This is the third knife I made. I've given it several different finishes the first finish was hand rubbed then polished then a couple patina finishes and now an 800 grit cork belt with green compound followed by a coffee treatment (I was treating another blade) under a three hour soak. I usually don't consider coffee to be much of an etchant, but I think there is some banding from one side to the other. The blade was stock removal 52100 from 2013 with no cycles before heat treat.
IMO that banding is because of the method used to finish it. Those lines (bands) appear to be from the belt edges, OR are leftover scratches that you missed during the process.

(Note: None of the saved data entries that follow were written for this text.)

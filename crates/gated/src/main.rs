//! gated - Client agent daemon
//!
//! Terminates untrusted client connections and mediates between them and
//! the internal message director bus.
//!
//! # Usage
//!
//! ```bash
//! # Start the daemon (foreground)
//! gated start --config gate.json
//!
//! # Start the daemon (background/daemonized)
//! gated start -d --config gate.json
//!
//! # Stop the daemon
//! gated stop
//!
//! # Check daemon status
//! gated status
//!
//! # Enable debug logging
//! RUST_LOG=gated=debug gated start
//! ```
//!
//! # Signal Handling
//!
//! - SIGTERM/SIGINT: Graceful shutdown

use std::fs::{self, File};
use std::io::{Read, Write};
use std::path::PathBuf;
use std::process;

use anyhow::{bail, Context, Result};
use clap::{Parser, Subcommand};
use tokio_util::sync::CancellationToken;
use tracing::{error, info};
use tracing_subscriber::EnvFilter;

use gate_core::AgentConfig;
use gated::agent::ClientAgent;
use gated::bus::spawn_bus;
use gated::events::spawn_event_sink;

/// gate daemon - client agent for a distributed-object cluster
#[derive(Parser, Debug)]
#[command(name = "gated", version, about)]
struct Args {
    #[command(subcommand)]
    command: Option<Command>,
}

#[derive(Subcommand, Debug)]
enum Command {
    /// Start the daemon
    Start {
        /// Run as a background daemon (fork to background)
        #[arg(short = 'd', long)]
        daemon: bool,

        /// Path to the JSON configuration file
        #[arg(long)]
        config: Option<PathBuf>,
    },
    /// Stop the running daemon
    Stop,
    /// Show daemon status
    Status,
}

fn state_dir() -> PathBuf {
    dirs::state_dir()
        .unwrap_or_else(|| PathBuf::from("/tmp"))
        .join("gate")
}

fn pid_file_path() -> PathBuf {
    state_dir().join("gated.pid")
}

fn log_file_path() -> PathBuf {
    state_dir().join("gated.log")
}

fn read_pid() -> Option<u32> {
    let mut file = File::open(pid_file_path()).ok()?;
    let mut contents = String::new();
    file.read_to_string(&mut contents).ok()?;
    contents.trim().parse().ok()
}

fn write_pid() -> Result<()> {
    let path = pid_file_path();
    if let Some(parent) = path.parent() {
        fs::create_dir_all(parent).context("Failed to create state directory")?;
    }
    let mut file = File::create(&path).context("Failed to create PID file")?;
    write!(file, "{}", process::id()).context("Failed to write PID")?;
    Ok(())
}

fn remove_pid_file() {
    let _ = fs::remove_file(pid_file_path());
}

fn is_process_running(pid: u32) -> bool {
    PathBuf::from(format!("/proc/{pid}")).exists()
}

fn is_daemon_running() -> Option<u32> {
    if let Some(pid) = read_pid() {
        if is_process_running(pid) {
            return Some(pid);
        }
        remove_pid_file();
    }
    None
}

fn stop_daemon(pid: u32) -> Result<()> {
    #[cfg(unix)]
    {
        let result = unsafe { libc::kill(pid as i32, libc::SIGTERM) };
        if result != 0 {
            bail!("Failed to send SIGTERM to process {pid}");
        }
    }
    #[cfg(not(unix))]
    {
        bail!("Stop command is only supported on Unix systems");
    }
    Ok(())
}

fn main() -> Result<()> {
    let args = Args::parse();

    let command = args.command.unwrap_or(Command::Start {
        daemon: false,
        config: None,
    });

    match command {
        Command::Start { daemon, config } => {
            if let Some(pid) = is_daemon_running() {
                eprintln!("Daemon is already running (PID {pid})");
                eprintln!("Use 'gated stop' to stop it first.");
                process::exit(1);
            }

            let config = match config {
                Some(path) => AgentConfig::load(&path)
                    .with_context(|| format!("Failed to load {}", path.display()))?,
                None => AgentConfig::default(),
            };

            if daemon {
                daemonize()?;
            }

            write_pid()?;

            let result = run_daemon(config);

            remove_pid_file();

            result
        }
        Command::Stop => {
            if let Some(pid) = is_daemon_running() {
                println!("Stopping daemon (PID {pid})...");
                stop_daemon(pid)?;

                for _ in 0..50 {
                    if !is_process_running(pid) {
                        println!("Daemon stopped.");
                        return Ok(());
                    }
                    std::thread::sleep(std::time::Duration::from_millis(100));
                }

                eprintln!("Daemon did not stop within 5 seconds.");
                process::exit(1);
            } else {
                println!("Daemon is not running.");
                Ok(())
            }
        }
        Command::Status => {
            if let Some(pid) = is_daemon_running() {
                println!("Daemon is running (PID {pid})");
                Ok(())
            } else {
                println!("Daemon is not running.");
                process::exit(1);
            }
        }
    }
}

fn daemonize() -> Result<()> {
    use daemonize::Daemonize;

    let log_path = log_file_path();

    if let Some(parent) = log_path.parent() {
        fs::create_dir_all(parent).context("Failed to create log directory")?;
    }

    let stdout = File::create(&log_path).context("Failed to create log file for stdout")?;
    let stderr = File::create(&log_path).context("Failed to create log file for stderr")?;

    let daemonize = Daemonize::new()
        .working_directory("/")
        .stdout(stdout)
        .stderr(stderr);

    daemonize.start().context("Failed to daemonize")?;

    Ok(())
}

#[tokio::main]
async fn run_daemon(config: AgentConfig) -> Result<()> {
    tracing_subscriber::fmt()
        .with_env_filter(
            EnvFilter::from_default_env()
                .add_directive("gated=info".parse()?)
                .add_directive("gate_core=info".parse()?)
                .add_directive("gate_wire=info".parse()?),
        )
        .init();

    info!(
        version = env!("CARGO_PKG_VERSION"),
        pid = process::id(),
        "gate daemon starting"
    );

    let cancel_token = CancellationToken::new();

    let shutdown_token = cancel_token.clone();
    tokio::spawn(async move {
        if let Err(e) = wait_for_shutdown_signal().await {
            error!(error = %e, "Error waiting for shutdown signal");
        }
        info!("Shutdown signal received");
        shutdown_token.cancel();
    });

    let bus = spawn_bus();
    info!("Message bus started");

    let events = spawn_event_sink(config.eventlogger.clone(), cancel_token.clone());

    let agent = ClientAgent::new(&config, bus, events, cancel_token)?;

    info!(bind = %config.bind, "Starting client agent");

    if let Err(e) = agent.run().await {
        error!(error = %e, "Client agent error");
        return Err(e.into());
    }

    info!("gate daemon stopped");
    Ok(())
}

async fn wait_for_shutdown_signal() -> Result<()> {
    #[cfg(unix)]
    {
        use tokio::signal::unix::{signal, SignalKind};

        let mut sigterm = signal(SignalKind::terminate())?;
        let mut sigint = signal(SignalKind::interrupt())?;

        tokio::select! {
            _ = sigterm.recv() => {
                info!("Received SIGTERM");
            }
            _ = sigint.recv() => {
                info!("Received SIGINT");
            }
        }
    }

    #[cfg(not(unix))]
    {
        tokio::signal::ctrl_c().await?;
        info!("Received Ctrl+C");
    }

    Ok(())
}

I would also advise to not, in any way, buff a blade prior to any etching process (that's basically what you did with the belt and compound), but rather hand finish to a smooth, even 600 grit or finer prior to etching. Generally if I etch straight steels, I go to 800 grit, and for damascus, the finer the pattern, the higher the grit finished to.
Ed Caffrey, ABS MS
"The Montana Bladesmith"
www.CaffreyKnives.net
Yep, classic banding for something like 52100. It could be erased by a normalization treatment before the final hardening heat. It may be irritating to look at, but shouldn't offer too much functional issues. You have a little too much undissolved carbide, probably spheroidal in nature, bunched up in the heavily chromium rich zones of the steel.
"One test is worth 1000 'expert' opinions" Riehle Testing Machines Co.
Are we seeing something different? I see the alloy banding, but what jumped out and me, were the 45 degree "streaks" which appear to be a result of belt edges.
Ed Caffrey, ABS MS
"The Montana Bladesmith"
www.CaffreyKnives.net
I see plenty of lengthwise banding, I was just sort of ignoring the 45° lines which could be streaks or scratches that appear to be accentuated by the angle of lighting in the photo, but I was focused on the banding.
"One test is worth 1000 'expert' opinions" Riehle Testing Machines Co.